Creating and configuring a dataset
In this guide you'll learn what is a dataset and how to create and configure a dataset on the Data Intelligence Module.
A dataset is a structured version of your data, which you can transform to use on machine learning models. On the datasets section, you can see all the data sets created.
The datasets section computes both general statistics for the dataset and individual statistics per field. Each dataset has some statistics, described below.
- Count: shows the number of instances containing data for this field.
- Missing: the number of instances missing value for this field.
- Errors: information about ill-formatted fields that includes the total format errors for the field and a sample of the ill-formatted tokens.

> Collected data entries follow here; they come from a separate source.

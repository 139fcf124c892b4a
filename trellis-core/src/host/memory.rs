//! In-Memory Host
//!
//! A host adapter backed by a plain element tree. It records every mutation
//! it receives, so callers can assert on both the resulting tree and the
//! exact operations that produced it.
//!
//! The host is a cheap handle: clones share the same tree. Hand one clone to
//! the root and keep another to inspect.
//!
//! Removing a child drops it and its whole subtree. Objects that were created
//! but never attached, such as those built by an abandoned render, stay until
//! [`MemoryHost::prune_detached`] is called.

use std::fmt::Write as _;
use std::sync::Arc;

use indexmap::{IndexMap, IndexSet};
use parking_lot::Mutex;
use serde::{Deserialize, Serialize};

use super::{HostConfig, InstanceId};
use crate::element::Props;

/// One mutation received from the reconciler.
#[derive(Debug, Clone, PartialEq, Eq, Serialize, Deserialize)]
#[serde(tag = "op", rename_all = "snake_case")]
pub enum HostOp {
    CreateElement { id: InstanceId, type_name: String },
    CreateText { id: InstanceId, content: String },
    AppendChild { parent: InstanceId, child: InstanceId },
    InsertBefore { parent: InstanceId, child: InstanceId, before: InstanceId },
    RemoveChild { parent: InstanceId, child: InstanceId },
    SetText { id: InstanceId, content: String },
    AttachProps { id: InstanceId },
}

impl HostOp {
    /// Whether this operation changes the attached tree.
    pub fn is_mutation(&self) -> bool {
        !matches!(self, Self::CreateElement { .. } | Self::CreateText { .. })
    }
}

/// A serializable picture of a host subtree.
#[derive(Debug, Clone, PartialEq, Eq, Serialize, Deserialize)]
#[serde(tag = "kind", rename_all = "snake_case")]
pub enum HostSnapshot {
    Container { children: Vec<HostSnapshot> },
    Element { type_name: String, children: Vec<HostSnapshot> },
    Text { content: String },
}

#[derive(Debug)]
enum HostKind {
    Container,
    Element(String),
    Text(String),
}

#[derive(Debug)]
struct HostObject {
    kind: HostKind,
    parent: Option<InstanceId>,
    children: Vec<InstanceId>,
    props: Option<Props>,
}

impl HostObject {
    fn new(kind: HostKind) -> Self {
        Self {
            kind,
            parent: None,
            children: Vec::new(),
            props: None,
        }
    }
}

#[derive(Debug, Default)]
struct HostTree {
    objects: IndexMap<InstanceId, HostObject>,
    ops: Vec<HostOp>,
}

impl HostTree {
    fn insert(&mut self, kind: HostKind) -> InstanceId {
        let id = InstanceId::new();
        self.objects.insert(id, HostObject::new(kind));
        id
    }

    fn detach(&mut self, child: InstanceId) {
        let Some(parent) = self.objects.get_mut(&child).and_then(|c| c.parent.take()) else {
            return;
        };
        if let Some(parent) = self.objects.get_mut(&parent) {
            parent.children.retain(|c| *c != child);
        }
    }

    /// Forget `root` and everything below it.
    fn drop_subtree(&mut self, root: InstanceId) -> usize {
        let mut dropped = 0;
        let mut stack = vec![root];
        while let Some(id) = stack.pop() {
            if let Some(object) = self.objects.swap_remove(&id) {
                stack.extend(object.children);
                dropped += 1;
            }
        }
        dropped
    }

    fn attach(&mut self, parent: InstanceId, child: InstanceId, before: Option<InstanceId>) -> bool {
        if !self.objects.contains_key(&parent) || !self.objects.contains_key(&child) {
            tracing::warn!(?parent, ?child, "host operation on unknown instance");
            return false;
        }
        self.detach(child);
        let Some(parent_object) = self.objects.get_mut(&parent) else {
            return false;
        };
        let position = before.and_then(|b| parent_object.children.iter().position(|c| *c == b));
        if before.is_some() && position.is_none() {
            tracing::warn!(?parent, ?before, "insertion anchor is not a child, appending");
        }
        match position {
            Some(index) => parent_object.children.insert(index, child),
            None => parent_object.children.push(child),
        }
        if let Some(child_object) = self.objects.get_mut(&child) {
            child_object.parent = Some(parent);
        }
        true
    }

    fn snapshot(&self, id: InstanceId) -> Option<HostSnapshot> {
        let object = self.objects.get(&id)?;
        let children = || {
            object
                .children
                .iter()
                .filter_map(|c| self.snapshot(*c))
                .collect()
        };
        Some(match &object.kind {
            HostKind::Container => HostSnapshot::Container {
                children: children(),
            },
            HostKind::Element(type_name) => HostSnapshot::Element {
                type_name: type_name.clone(),
                children: children(),
            },
            HostKind::Text(content) => HostSnapshot::Text {
                content: content.clone(),
            },
        })
    }
}

/// An in-memory host environment.
#[derive(Debug, Clone, Default)]
pub struct MemoryHost {
    tree: Arc<Mutex<HostTree>>,
}

impl MemoryHost {
    pub fn new() -> Self {
        Self::default()
    }

    /// Create a container to mount a root into.
    pub fn create_container(&self) -> InstanceId {
        self.tree.lock().insert(HostKind::Container)
    }

    /// Children of `id`, in order.
    pub fn children_of(&self, id: InstanceId) -> Vec<InstanceId> {
        self.tree
            .lock()
            .objects
            .get(&id)
            .map(|o| o.children.clone())
            .unwrap_or_default()
    }

    /// The object `id` is attached to, if any.
    pub fn parent_of(&self, id: InstanceId) -> Option<InstanceId> {
        self.tree.lock().objects.get(&id).and_then(|o| o.parent)
    }

    /// Content of a text node.
    pub fn text_of(&self, id: InstanceId) -> Option<String> {
        match &self.tree.lock().objects.get(&id)?.kind {
            HostKind::Text(content) => Some(content.clone()),
            _ => None,
        }
    }

    /// The last property bag committed for `id`.
    pub fn props_of(&self, id: InstanceId) -> Option<Props> {
        self.tree.lock().objects.get(&id).and_then(|o| o.props.clone())
    }

    /// Snapshot of the subtree rooted at `id`.
    pub fn snapshot(&self, id: InstanceId) -> Option<HostSnapshot> {
        self.tree.lock().snapshot(id)
    }

    /// Compact markup of everything under `id`, e.g. `<div><span>x</span></div>`.
    pub fn markup(&self, id: InstanceId) -> String {
        fn write_node(out: &mut String, node: &HostSnapshot) {
            match node {
                HostSnapshot::Container { children } => {
                    children.iter().for_each(|c| write_node(out, c));
                }
                HostSnapshot::Element {
                    type_name,
                    children,
                } => {
                    let _ = write!(out, "<{type_name}>");
                    children.iter().for_each(|c| write_node(out, c));
                    let _ = write!(out, "</{type_name}>");
                }
                HostSnapshot::Text { content } => out.push_str(content),
            }
        }

        let mut out = String::new();
        if let Some(snapshot) = self.snapshot(id) {
            write_node(&mut out, &snapshot);
        }
        out
    }

    /// Every operation received so far.
    pub fn ops(&self) -> Vec<HostOp> {
        self.tree.lock().ops.clone()
    }

    /// Operations that changed the attached tree.
    pub fn mutations(&self) -> Vec<HostOp> {
        self.tree
            .lock()
            .ops
            .iter()
            .filter(|op| op.is_mutation())
            .cloned()
            .collect()
    }

    /// Forget the recorded operations.
    pub fn clear_ops(&self) {
        self.tree.lock().ops.clear();
    }

    /// Number of live host objects, attached or not.
    pub fn object_count(&self) -> usize {
        self.tree.lock().objects.len()
    }

    /// Drop every object not reachable from a container. Returns how many
    /// were dropped.
    ///
    /// Only call this between renders: a render in progress may hold
    /// instances it has created but not yet attached.
    pub fn prune_detached(&self) -> usize {
        let mut tree = self.tree.lock();
        let mut reachable = IndexSet::new();
        let mut stack: Vec<InstanceId> = tree
            .objects
            .iter()
            .filter(|(_, o)| matches!(o.kind, HostKind::Container))
            .map(|(id, _)| *id)
            .collect();
        while let Some(id) = stack.pop() {
            if reachable.insert(id) {
                if let Some(object) = tree.objects.get(&id) {
                    stack.extend(object.children.iter().copied());
                }
            }
        }

        let before = tree.objects.len();
        tree.objects.retain(|id, _| reachable.contains(id));
        let dropped = before - tree.objects.len();
        if dropped > 0 {
            tracing::debug!(dropped, "pruned detached host objects");
        }
        dropped
    }
}

impl HostConfig for MemoryHost {
    fn create_instance(&mut self, type_name: &str) -> InstanceId {
        let mut tree = self.tree.lock();
        let id = tree.insert(HostKind::Element(type_name.to_owned()));
        tree.ops.push(HostOp::CreateElement {
            id,
            type_name: type_name.to_owned(),
        });
        id
    }

    fn create_text_instance(&mut self, content: &str) -> InstanceId {
        let mut tree = self.tree.lock();
        let id = tree.insert(HostKind::Text(content.to_owned()));
        tree.ops.push(HostOp::CreateText {
            id,
            content: content.to_owned(),
        });
        id
    }

    fn append_child(&mut self, parent: InstanceId, child: InstanceId) {
        let mut tree = self.tree.lock();
        if tree.attach(parent, child, None) {
            tree.ops.push(HostOp::AppendChild { parent, child });
        }
    }

    fn insert_before(&mut self, parent: InstanceId, child: InstanceId, before: InstanceId) {
        let mut tree = self.tree.lock();
        if tree.attach(parent, child, Some(before)) {
            tree.ops.push(HostOp::InsertBefore {
                parent,
                child,
                before,
            });
        }
    }

    fn remove_child(&mut self, parent: InstanceId, child: InstanceId) {
        let mut tree = self.tree.lock();
        let attached = tree.objects.get(&child).and_then(|c| c.parent) == Some(parent);
        if !attached {
            tracing::warn!(?parent, ?child, "removing an instance that is not a child");
            return;
        }
        tree.detach(child);
        let dropped = tree.drop_subtree(child);
        tracing::trace!(?child, dropped, "host subtree removed");
        tree.ops.push(HostOp::RemoveChild { parent, child });
    }

    fn commit_text_update(&mut self, instance: InstanceId, content: &str) {
        let mut guard = self.tree.lock();
        let tree = &mut *guard;
        match tree.objects.get_mut(&instance).map(|o| &mut o.kind) {
            Some(HostKind::Text(text)) => {
                *text = content.to_owned();
                tree.ops.push(HostOp::SetText {
                    id: instance,
                    content: content.to_owned(),
                });
            }
            _ => tracing::warn!(?instance, "text update on a non-text instance"),
        }
    }

    fn attach_props(&mut self, instance: InstanceId, props: &Props) {
        let mut guard = self.tree.lock();
        let tree = &mut *guard;
        if let Some(object) = tree.objects.get_mut(&instance) {
            object.props = Some(props.clone());
            tree.ops.push(HostOp::AttachProps { id: instance });
        }
    }
}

- The histograms communicate the underlying distributions of your data. Depending on the size of your dataset and the number of unique values, these histograms may either be exact or maybe approximations.
First, access the Machine Learning tool on the Data Intelligence Module.
Then, on the sources view on Sources section,
click on the 1-click action
menu and select the
1-CLICK DATASET option.
You can also create a dataset using 1-click on the pop-up menu in the source list view.
In the Sources section, on source view mode, click on
DATASET. A new screen will appear.
Change the default name by typing a new name in the dataset name box.
By default, all the data you have in your source will be used on the dataset. However, if you don't want to use all of your data, you can move the dataset size slider.
You can also exclude fields when creating a dataset. The following image shows the include all/exclude all fields options.
Exclude all fields
This option is useful when your source has lots of fields but you only want to include a few of them. Keep in mind that creating a dataset with no fields does not work.
You can also select or deselect fields by going manually on each one.
Everything set, click on the
Create dataset button.
You can change field names, labels/tags and descriptions by clicking the edit icon next to the field name.
You can also set a field as the objective field for models, ensembles, and logistic regressions. These models use this field for their predictions, making this a key field.
You can also set a field as non-preferred, which will not be taken into account to generate your models.